Search the material below for the string "rules". Return every line that holds it.

▶ _RECORDS SHOWN_:
______

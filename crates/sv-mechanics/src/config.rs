//! System settings shared by every sheet in a game.

use std::path::Path;

use serde::{Deserialize, Serialize};

use crate::error::{MechError, MechResult};
use crate::rules::RuleVariant;

/// Game-wide settings. Passed explicitly to everything that reads them.
#[derive(Debug, Clone, Copy, PartialEq, Eq, Serialize, Deserialize)]
#[serde(default)]
pub struct SystemSettings {
    /// Which threshold and wound rules apply.
    pub variant: RuleVariant,
    /// Subtracted from every threshold.
    pub threshold_modifier: i32,
}

impl Default for SystemSettings {
    fn default() -> Self {
        Self {
            variant: RuleVariant::House,
            threshold_modifier: 0,
        }
    }
}

impl SystemSettings {
    /// Set the rule variant.
    pub fn with_variant(mut self, variant: RuleVariant) -> Self {
        self.variant = variant;
        self
    }

    /// Set the global threshold modifier.
    pub fn with_threshold_modifier(mut self, modifier: i32) -> Self {
        self.threshold_modifier = modifier;
        self
    }

    /// Parse settings from JSON. Missing keys take their defaults.
    pub fn from_json_str(json: &str) -> MechResult<Self> {
        serde_json::from_str(json).map_err(|e| MechError::InvalidSettings(e.to_string()))
    }

    /// Read settings from a JSON file.
    pub fn from_path(path: &Path) -> MechResult<Self> {
        let json = std::fs::read_to_string(path)
            .map_err(|e| MechError::InvalidSettings(format!("{}: {e}", path.display())))?;
        Self::from_json_str(&json)
    }
}

#[cfg(test)]
mod tests {
    use super::*;

    #[test]
    fn default_settings() {
        let s = SystemSettings::default();
        assert_eq!(s.variant, RuleVariant::House);
        assert_eq!(s.threshold_modifier, 0);
    }

    #[test]
    fn builder_methods() {
        let s = SystemSettings::default()
            .with_variant(RuleVariant::Standard)
            .with_threshold_modifier(2);
        assert_eq!(s.variant, RuleVariant::Standard);
        assert_eq!(s.threshold_modifier, 2);
    }

    #[test]
    fn from_json_fills_defaults() {
        let s = SystemSettings::from_json_str(r#"{"threshold_modifier": -1}"#).unwrap();
        assert_eq!(s.variant, RuleVariant::House);
        assert_eq!(s.threshold_modifier, -1);

        let s = SystemSettings::from_json_str(r#"{"variant": "standard"}"#).unwrap();
        assert_eq!(s.variant, RuleVariant::Standard);
    }

    #[test]
    fn extended_is_an_alias_for_house() {
        let s = SystemSettings::from_json_str(r#"{"variant": "extended"}"#).unwrap();
        assert_eq!(s.variant, RuleVariant::House);
    }

    #[test]
    fn bad_json_is_reported() {
        let err = SystemSettings::from_json_str(r#"{"variant": "chaos"}"#).unwrap_err();
        assert!(matches!(err, MechError::InvalidSettings(_)));
    }
}
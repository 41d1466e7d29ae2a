//! Rule variants: where a check's threshold and wound penalty come from.
//!
//! | Variant  | Threshold                                   | Wound penalty     |
//! |----------|---------------------------------------------|-------------------|
//! | standard | `10 - skill - modifier`                     | none              |
//! | house    | the attribute's own `10 - value - modifier` | dramatic wounds   |
//!
//! Combat attributes borrow the threshold of the base attribute they link to.

use serde::{Deserialize, Serialize};
use sv_core::{Actor, Attribute, CombatAttribute};

use crate::config::SystemSettings;

/// Which threshold rule a game uses.
#[derive(Debug, Clone, Copy, PartialEq, Eq, Hash, Serialize, Deserialize)]
#[serde(rename_all = "snake_case")]
pub enum RuleVariant {
    /// Thresholds come from the skill rating.
    Standard,
    /// Thresholds come from the attribute; dramatic wounds cost dice.
    #[serde(alias = "extended")]
    House,
}

impl RuleVariant {
    /// Parse a variant from user input.
    pub fn parse(s: &str) -> Option<Self> {
        match s.trim().to_lowercase().as_str() {
            "standard" => Some(Self::Standard),
            "house" | "extended" => Some(Self::House),
            _ => None,
        }
    }
}

impl std::fmt::Display for RuleVariant {
    fn fmt(&self, f: &mut std::fmt::Formatter<'_>) -> std::fmt::Result {
        match self {
            Self::Standard => write!(f, "standard"),
            Self::House => write!(f, "house"),
        }
    }
}

/// Threshold of an attribute rated `value`.
pub fn attribute_threshold(value: u32, modifier: i32) -> i32 {
    rating_threshold(value, modifier)
}

/// Threshold of a skill rated `value` (standard variant).
pub fn skill_threshold(value: u32, modifier: i32) -> i32 {
    rating_threshold(value, modifier)
}

fn rating_threshold(value: u32, modifier: i32) -> i32 {
    let value = i32::try_from(value).unwrap_or(i32::MAX);
    10_i32.saturating_sub(value).saturating_sub(modifier)
}

/// The attribute, or combat attribute, a check rolls with.
#[derive(Debug, Clone, Copy, PartialEq, Eq, Hash, Serialize, Deserialize)]
#[serde(rename_all = "snake_case")]
pub enum RollChoice {
    /// A base attribute.
    Attribute(Attribute),
    /// A combat attribute, standing in for its linked base attribute.
    Combat(CombatAttribute),
}

impl RollChoice {
    /// Parse a base or combat attribute name.
    pub fn parse(s: &str) -> Option<Self> {
        Attribute::parse(s)
            .map(Self::Attribute)
            .or_else(|| CombatAttribute::parse(s).map(Self::Combat))
    }

    /// The base attribute whose rating and threshold the check uses.
    pub fn base(self, actor: &Actor) -> Attribute {
        match self {
            Self::Attribute(a) => a,
            Self::Combat(c) => actor.combat_link(c),
        }
    }

    /// Label shown on the roll message.
    pub fn label(self) -> &'static str {
        match self {
            Self::Attribute(a) => a.label(),
            Self::Combat(c) => c.label(),
        }
    }
}

/// Threshold for a check, per the game's variant.
pub fn roll_threshold(settings: &SystemSettings, attribute_value: u32, skill_value: u32) -> i32 {
    match settings.variant {
        RuleVariant::Standard => skill_threshold(skill_value, settings.threshold_modifier),
        RuleVariant::House => attribute_threshold(attribute_value, settings.threshold_modifier),
    }
}

/// Dice a character loses to wounds, per the game's variant.
pub fn wound_penalty(settings: &SystemSettings, dramatic_wounds: u32) -> u32 {
    match settings.variant {
        RuleVariant::Standard => 0,
        RuleVariant::House => dramatic_wounds,
    }
}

______

▶ _ANSWER SECTION_:
use crate::rules::RuleVariant;
    /// Which threshold and wound rules apply.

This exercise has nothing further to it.